• PROBLEM TO WORK ON:
In how many lines of these records does the word "repository" appear? Give the number by itself.

• MATERIAL PROVIDED:
────────────────
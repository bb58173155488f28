//! Workflow actions.
//!
//! Each workflow is an action struct generic over the repository and
//! provider traits it composes. Every invocation is an independent
//! request-scoped unit of work: authorization and validation run before any
//! I/O, provider mutations precede store mutations for destructive flows,
//! and privileged actions append an audit entry before reporting.

mod ban_user;
mod change_member_role;
mod create_practice;
mod delete_user;
mod invite_member;
mod send_password_reset;
mod update_practice;
mod update_profile;

pub use ban_user::{BanMode, BanUserAction};
pub use change_member_role::{
    ChangeMemberRoleAction, ChangeMemberRoleInput, RoleChangeOrigin, RoleChangeOutcome,
};
pub use create_practice::{CreatePracticeAction, CreatePracticeInput};
pub use delete_user::DeleteUserAction;
pub use invite_member::{
    InviteMemberAction, InviteMemberConfig, InviteMemberInput, InviteOutcome,
};
pub use send_password_reset::{SendPasswordResetAction, SendPasswordResetConfig};
pub use update_practice::UpdatePracticeAction;
pub use update_profile::UpdateProfileAction;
────────────────
• SOLUTION BELOW:
2